How to complete this task: Reproduce the data shown below exactly.

[Saved data entries]
::::::::

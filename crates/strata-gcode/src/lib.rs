#![warn(missing_docs)]

//! Move planning and G-code for the strata slicer.
//!
//! Takes the ordered segment stream from `strata-slicer`, turns it into
//! travel and print moves with cumulative extrusion, and serializes the
//! moves as a minimal `G0`/`G1` program. The parser reads such a program
//! back, so a written toolpath can be inspected or replayed.
//!
//! # Example
//!
//! ```
//! use strata_gcode::{parse_gcode, plan_moves, write_gcode, PrinterConfig};
//! use strata_slicer::{slice_mesh, Mesh};
//! use strata_slicer::StartAnchor;
//!
//! let config = PrinterConfig::default();
//! let cube = Mesh::cuboid([10.0, 10.0, 10.0]);
//! let sliced = slice_mesh(&cube, &config.slice_settings(StartAnchor::Origin)).unwrap();
//!
//! let toolpath = plan_moves(&sliced.segments, &config);
//! let text = write_gcode(&toolpath.moves);
//! assert!(text.starts_with(";G-code:"));
//!
//! let parsed = parse_gcode(&text);
//! assert_eq!(parsed.moves.len(), toolpath.moves.len());
//! ```

pub mod codec;
pub mod config;
pub mod error;
pub mod planner;

pub use codec::{
    format_move, parse_gcode, write_gcode, ParseWarning, ParsedProgram, WarningKind, HEADER,
};
pub use config::PrinterConfig;
pub use error::{GcodeError, Result};
pub use planner::{plan_moves, Move, MovePlanner, Toolpath, ToolpathStats};
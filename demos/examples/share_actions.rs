// Copyright 2025 the Lightbox Authors
// SPDX-License-Identifier: Apache-2.0 OR MIT

//! Share, copy, and download flows through a `ViewerHost`.
//!
//! Runs the viewer's controls first against a host that succeeds, then
//! against one that fails, showing the transient status either way.
//!
//! Run:
//! - `cargo run -p lightbox_demos --example share_actions`

use lightbox_demos::{OfflineHost, PrintHost};
use lightbox_viewer::Viewer;

fn main() {
    let mut viewer = Viewer::new("https://example.com/renders/armchair.png?size=large");
    viewer.set_share_target(Some("https://example.com/view/armchair"));

    // A fake clock is fine: the viewer only compares timestamps.
    let mut now = 0_u64;

    let mut host = PrintHost;
    now += 250;
    viewer.copy_link(&mut host, now);
    println!("status: {:?}", viewer.status(now));
    now += 250;
    viewer.share_by_mail(&mut host, now);
    now += 250;
    viewer.share_by_whatsapp(&mut host, now);
    now += 250;
    viewer.download_image(&mut host, now);
    println!("status after download: {:?}", viewer.status(now));
    viewer.request_new_view(&mut host);

    println!();
    println!("same controls against a host that fails:");
    let mut offline = OfflineHost;
    now += 250;
    viewer.copy_link(&mut offline, now);
    println!("status: {:?}", viewer.status(now));
    now += 250;
    viewer.copy_image_to_clipboard(&mut offline, now);
    println!("status: {:?}", viewer.status(now));
    now += 250;
    viewer.download_image(&mut offline, now);
    println!("status: {:?}", viewer.status(now));

    // Host trouble never touches the view itself.
    let t = viewer.transform();
    println!(
        "transform untouched: scale={} offset=({}, {})",
        t.scale, t.x, t.y
    );
}
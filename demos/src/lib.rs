// Copyright 2025 the Lightbox Authors
// SPDX-License-Identifier: Apache-2.0 OR MIT

//! Shared plumbing for the Lightbox demos.

use lightbox_viewer::{HostError, ViewerHost};

/// A host that narrates every action to stdout and always succeeds.
#[derive(Debug, Default)]
pub struct PrintHost;

impl ViewerHost for PrintHost {
    fn copy_text(&mut self, text: &str) -> Result<(), HostError> {
        println!("[host] copy text: {text}");
        Ok(())
    }

    fn copy_image(&mut self, source: &str) -> Result<(), HostError> {
        println!("[host] copy image: {source}");
        Ok(())
    }

    fn download(&mut self, source: &str, filename: &str) -> Result<(), HostError> {
        println!("[host] download {source} as {filename}");
        Ok(())
    }

    fn open_link(&mut self, url: &str) -> Result<(), HostError> {
        println!("[host] open: {url}");
        Ok(())
    }

    fn request_new_view(&mut self) {
        println!("[host] new view requested");
    }
}

/// A host whose clipboard and link actions always fail, for exercising the
/// viewer's status reporting.
#[derive(Debug, Default)]
pub struct OfflineHost;

impl ViewerHost for OfflineHost {
    fn copy_text(&mut self, _text: &str) -> Result<(), HostError> {
        Err(HostError::Unsupported)
    }

    fn copy_image(&mut self, _source: &str) -> Result<(), HostError> {
        Err(HostError::Unsupported)
    }

    fn download(&mut self, _source: &str, _filename: &str) -> Result<(), HostError> {
        Err(HostError::Failed)
    }

    fn open_link(&mut self, _url: &str) -> Result<(), HostError> {
        Err(HostError::Failed)
    }

    fn request_new_view(&mut self) {}
}
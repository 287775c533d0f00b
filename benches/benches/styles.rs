// Copyright 2025 the Lightbox Authors
// SPDX-License-Identifier: Apache-2.0 OR MIT

//! Benchmarks for `lightbox_css` style rendering.

use criterion::{Criterion, black_box, criterion_group, criterion_main};
use lightbox_transform::Transform;

fn sample_transforms() -> Vec<Transform> {
    let mut transforms = Vec::with_capacity(64);
    for i in 0..64 {
        let t = f64::from(i);
        transforms.push(Transform::new(1.0 + t * 0.05, t * 3.25, -t * 1.5));
    }
    transforms
}

fn bench_styles(c: &mut Criterion) {
    let mut group = c.benchmark_group("lightbox_css");
    let transforms = sample_transforms();

    group.bench_function("transform_value", |b| {
        b.iter(|| {
            for &t in &transforms {
                black_box(lightbox_css::transform_value(black_box(t)));
            }
        });
    });

    group.bench_function("image_style_idle", |b| {
        b.iter(|| {
            for &t in &transforms {
                black_box(lightbox_css::image_style(black_box(t), false));
            }
        });
    });

    group.bench_function("image_style_active", |b| {
        b.iter(|| {
            for &t in &transforms {
                black_box(lightbox_css::image_style(black_box(t), true));
            }
        });
    });

    group.finish();
}

criterion_group!(benches, bench_styles);
criterion_main!(benches);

::::::::

Answer to this problem:
filename crates/strata-gcode/src/lib.rs
#![warn(missing_docs)]

//! Move planning and G-code for the strata slicer.
//!
//! Takes the ordered segment stream from `strata-slicer`, turns it into
//! travel and print moves with cumulative extrusion, and serializes the
//! moves as a minimal `G0`/`G1` program. The parser reads such a program
//! back, so a written toolpath can be inspected or replayed.
//!
//! # Example
//!
//! ```
//! use strata_gcode::{parse_gcode, plan_moves, write_gcode, PrinterConfig};
//! use strata_slicer::{slice_mesh, Mesh};
//! use strata_slicer::StartAnchor;
//!
//! let config = PrinterConfig::default();
//! let cube = Mesh::cuboid([10.0, 10.0, 10.0]);
//! let sliced = slice_mesh(&cube, &config.slice_settings(StartAnchor::Origin)).unwrap();
//!
//! let toolpath = plan_moves(&sliced.segments, &config);
//! let text = write_gcode(&toolpath.moves);
//! assert!(text.starts_with(";G-code:"));
//!
//! let parsed = parse_gcode(&text);
//! assert_eq!(parsed.moves.len(), toolpath.moves.len());
//! ```

pub mod codec;
pub mod config;
pub mod error;
pub mod planner;

pub use codec::{
    format_move, parse_gcode, write_gcode, ParseWarning, ParsedProgram, WarningKind, HEADER,
};
pub use config::PrinterConfig;
pub use error::{GcodeError, Result};
pub use planner::{plan_moves, Move, MovePlanner, Toolpath, ToolpathStats};
filename demos/examples/share_actions.rs
// Copyright 2025 the Lightbox Authors
// SPDX-License-Identifier: Apache-2.0 OR MIT

//! Share, copy, and download flows through a `ViewerHost`.
//!
//! Runs the viewer's controls first against a host that succeeds, then
//! against one that fails, showing the transient status either way.
//!
//! Run:
//! - `cargo run -p lightbox_demos --example share_actions`

use lightbox_demos::{OfflineHost, PrintHost};
use lightbox_viewer::Viewer;

fn main() {
    let mut viewer = Viewer::new("https://example.com/renders/armchair.png?size=large");
    viewer.set_share_target(Some("https://example.com/view/armchair"));

    // A fake clock is fine: the viewer only compares timestamps.
    let mut now = 0_u64;

    let mut host = PrintHost;
    now += 250;
    viewer.copy_link(&mut host, now);
    println!("status: {:?}", viewer.status(now));
    now += 250;
    viewer.share_by_mail(&mut host, now);
    now += 250;
    viewer.share_by_whatsapp(&mut host, now);
    now += 250;
    viewer.download_image(&mut host, now);
    println!("status after download: {:?}", viewer.status(now));
    viewer.request_new_view(&mut host);

    println!();
    println!("same controls against a host that fails:");
    let mut offline = OfflineHost;
    now += 250;
    viewer.copy_link(&mut offline, now);
    println!("status: {:?}", viewer.status(now));
    now += 250;
    viewer.copy_image_to_clipboard(&mut offline, now);
    println!("status: {:?}", viewer.status(now));
    now += 250;
    viewer.download_image(&mut offline, now);
    println!("status: {:?}", viewer.status(now));

    // Host trouble never touches the view itself.
    let t = viewer.transform();
    println!(
        "transform untouched: scale={} offset=({}, {})",
        t.scale, t.x, t.y
    );
}
filename demos/src/lib.rs
// Copyright 2025 the Lightbox Authors
// SPDX-License-Identifier: Apache-2.0 OR MIT

//! Shared plumbing for the Lightbox demos.

use lightbox_viewer::{HostError, ViewerHost};

/// A host that narrates every action to stdout and always succeeds.
#[derive(Debug, Default)]
pub struct PrintHost;

impl ViewerHost for PrintHost {
    fn copy_text(&mut self, text: &str) -> Result<(), HostError> {
        println!("[host] copy text: {text}");
        Ok(())
    }

    fn copy_image(&mut self, source: &str) -> Result<(), HostError> {
        println!("[host] copy image: {source}");
        Ok(())
    }

    fn download(&mut self, source: &str, filename: &str) -> Result<(), HostError> {
        println!("[host] download {source} as {filename}");
        Ok(())
    }

    fn open_link(&mut self, url: &str) -> Result<(), HostError> {
        println!("[host] open: {url}");
        Ok(())
    }

    fn request_new_view(&mut self) {
        println!("[host] new view requested");
    }
}

/// A host whose clipboard and link actions always fail, for exercising the
/// viewer's status reporting.
#[derive(Debug, Default)]
pub struct OfflineHost;

impl ViewerHost for OfflineHost {
    fn copy_text(&mut self, _text: &str) -> Result<(), HostError> {
        Err(HostError::Unsupported)
    }

    fn copy_image(&mut self, _source: &str) -> Result<(), HostError> {
        Err(HostError::Unsupported)
    }

    fn download(&mut self, _source: &str, _filename: &str) -> Result<(), HostError> {
        Err(HostError::Failed)
    }

    fn open_link(&mut self, _url: &str) -> Result<(), HostError> {
        Err(HostError::Failed)
    }

    fn request_new_view(&mut self) {}
}
repository 287775c533d0f00b
filename benches/benches/styles.rs
// Copyright 2025 the Lightbox Authors
// SPDX-License-Identifier: Apache-2.0 OR MIT

//! Benchmarks for `lightbox_css` style rendering.

use criterion::{Criterion, black_box, criterion_group, criterion_main};
use lightbox_transform::Transform;

fn sample_transforms() -> Vec<Transform> {
    let mut transforms = Vec::with_capacity(64);
    for i in 0..64 {
        let t = f64::from(i);
        transforms.push(Transform::new(1.0 + t * 0.05, t * 3.25, -t * 1.5));
    }
    transforms
}

fn bench_styles(c: &mut Criterion) {
    let mut group = c.benchmark_group("lightbox_css");
    let transforms = sample_transforms();

    group.bench_function("transform_value", |b| {
        b.iter(|| {
            for &t in &transforms {
                black_box(lightbox_css::transform_value(black_box(t)));
            }
        });
    });

    group.bench_function("image_style_idle", |b| {
        b.iter(|| {
            for &t in &transforms {
                black_box(lightbox_css::image_style(black_box(t), false));
            }
        });
    });

    group.bench_function("image_style_active", |b| {
        b.iter(|| {
            for &t in &transforms {
                black_box(lightbox_css::image_style(black_box(t), true));
            }
        });
    });

    group.finish();
}

criterion_group!(benches, bench_styles);
criterion_main!(benches);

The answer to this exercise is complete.